Saved data entries

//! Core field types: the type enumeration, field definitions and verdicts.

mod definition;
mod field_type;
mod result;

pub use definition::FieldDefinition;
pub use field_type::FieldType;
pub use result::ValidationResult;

...

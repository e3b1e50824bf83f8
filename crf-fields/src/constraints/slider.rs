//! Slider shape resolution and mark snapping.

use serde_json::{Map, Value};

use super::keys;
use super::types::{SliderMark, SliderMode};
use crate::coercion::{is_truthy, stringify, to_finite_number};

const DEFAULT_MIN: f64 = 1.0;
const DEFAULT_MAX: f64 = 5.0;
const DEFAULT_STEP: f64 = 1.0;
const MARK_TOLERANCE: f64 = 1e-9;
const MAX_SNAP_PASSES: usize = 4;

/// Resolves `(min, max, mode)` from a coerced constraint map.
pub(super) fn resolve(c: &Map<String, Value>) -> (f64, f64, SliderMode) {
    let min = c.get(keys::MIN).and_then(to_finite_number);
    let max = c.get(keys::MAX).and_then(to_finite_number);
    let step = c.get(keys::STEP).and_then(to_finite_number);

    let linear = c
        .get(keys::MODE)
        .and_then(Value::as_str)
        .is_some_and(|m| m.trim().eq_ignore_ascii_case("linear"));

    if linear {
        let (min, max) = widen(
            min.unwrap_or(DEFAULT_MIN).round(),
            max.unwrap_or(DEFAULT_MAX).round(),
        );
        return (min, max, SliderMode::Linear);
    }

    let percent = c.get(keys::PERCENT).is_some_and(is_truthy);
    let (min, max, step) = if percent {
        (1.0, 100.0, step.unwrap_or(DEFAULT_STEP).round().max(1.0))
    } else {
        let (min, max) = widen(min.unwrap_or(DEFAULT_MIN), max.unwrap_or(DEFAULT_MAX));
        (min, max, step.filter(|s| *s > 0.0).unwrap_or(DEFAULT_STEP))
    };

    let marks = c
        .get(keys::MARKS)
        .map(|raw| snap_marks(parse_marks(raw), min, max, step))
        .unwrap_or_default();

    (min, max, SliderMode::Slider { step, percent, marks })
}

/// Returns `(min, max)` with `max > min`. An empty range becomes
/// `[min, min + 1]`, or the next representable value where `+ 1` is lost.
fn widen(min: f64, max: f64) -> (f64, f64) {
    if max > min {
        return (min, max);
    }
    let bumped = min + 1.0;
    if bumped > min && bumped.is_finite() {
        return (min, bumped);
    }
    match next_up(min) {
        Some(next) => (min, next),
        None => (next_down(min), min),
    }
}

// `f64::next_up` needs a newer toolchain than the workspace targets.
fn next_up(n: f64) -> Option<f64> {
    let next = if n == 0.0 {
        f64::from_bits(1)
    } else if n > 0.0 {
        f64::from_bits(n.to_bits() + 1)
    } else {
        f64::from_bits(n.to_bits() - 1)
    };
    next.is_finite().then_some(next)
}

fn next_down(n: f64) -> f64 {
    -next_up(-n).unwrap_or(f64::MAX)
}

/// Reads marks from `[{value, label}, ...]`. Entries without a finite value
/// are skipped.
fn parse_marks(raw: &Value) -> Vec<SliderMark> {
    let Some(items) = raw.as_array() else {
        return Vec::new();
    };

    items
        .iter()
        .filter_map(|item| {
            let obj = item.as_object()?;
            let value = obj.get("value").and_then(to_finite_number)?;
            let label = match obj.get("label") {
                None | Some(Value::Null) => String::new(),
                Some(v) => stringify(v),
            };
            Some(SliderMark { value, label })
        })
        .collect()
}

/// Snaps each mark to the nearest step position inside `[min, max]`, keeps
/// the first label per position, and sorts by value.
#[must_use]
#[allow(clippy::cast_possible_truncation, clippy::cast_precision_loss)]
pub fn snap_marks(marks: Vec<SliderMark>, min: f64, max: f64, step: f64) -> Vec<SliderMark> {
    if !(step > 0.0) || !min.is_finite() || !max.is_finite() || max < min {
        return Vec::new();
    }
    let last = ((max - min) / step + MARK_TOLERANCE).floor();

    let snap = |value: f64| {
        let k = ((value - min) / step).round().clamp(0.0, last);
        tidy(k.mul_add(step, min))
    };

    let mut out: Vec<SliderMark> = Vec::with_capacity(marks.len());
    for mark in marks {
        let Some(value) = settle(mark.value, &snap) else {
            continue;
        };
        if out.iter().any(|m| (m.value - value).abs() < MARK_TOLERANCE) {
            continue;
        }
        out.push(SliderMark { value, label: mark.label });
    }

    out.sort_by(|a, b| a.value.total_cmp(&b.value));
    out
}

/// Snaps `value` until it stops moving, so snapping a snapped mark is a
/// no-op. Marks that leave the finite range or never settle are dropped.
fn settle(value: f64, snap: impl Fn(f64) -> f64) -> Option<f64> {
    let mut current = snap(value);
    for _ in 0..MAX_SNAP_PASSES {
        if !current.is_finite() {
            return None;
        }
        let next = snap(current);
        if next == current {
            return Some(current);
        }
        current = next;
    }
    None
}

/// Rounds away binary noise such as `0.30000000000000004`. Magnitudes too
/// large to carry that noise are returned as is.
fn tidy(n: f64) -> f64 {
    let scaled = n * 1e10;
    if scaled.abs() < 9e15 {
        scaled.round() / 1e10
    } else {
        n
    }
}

Task item
All lines above between those holding "mod definition;" and "pub use result::ValidationResult;", inclusive, must be set down unchanged, and no other line may be included.

Answer area
mod definition;
mod field_type;
mod result;

pub use definition::FieldDefinition;
pub use field_type::FieldType;
pub use result::ValidationResult;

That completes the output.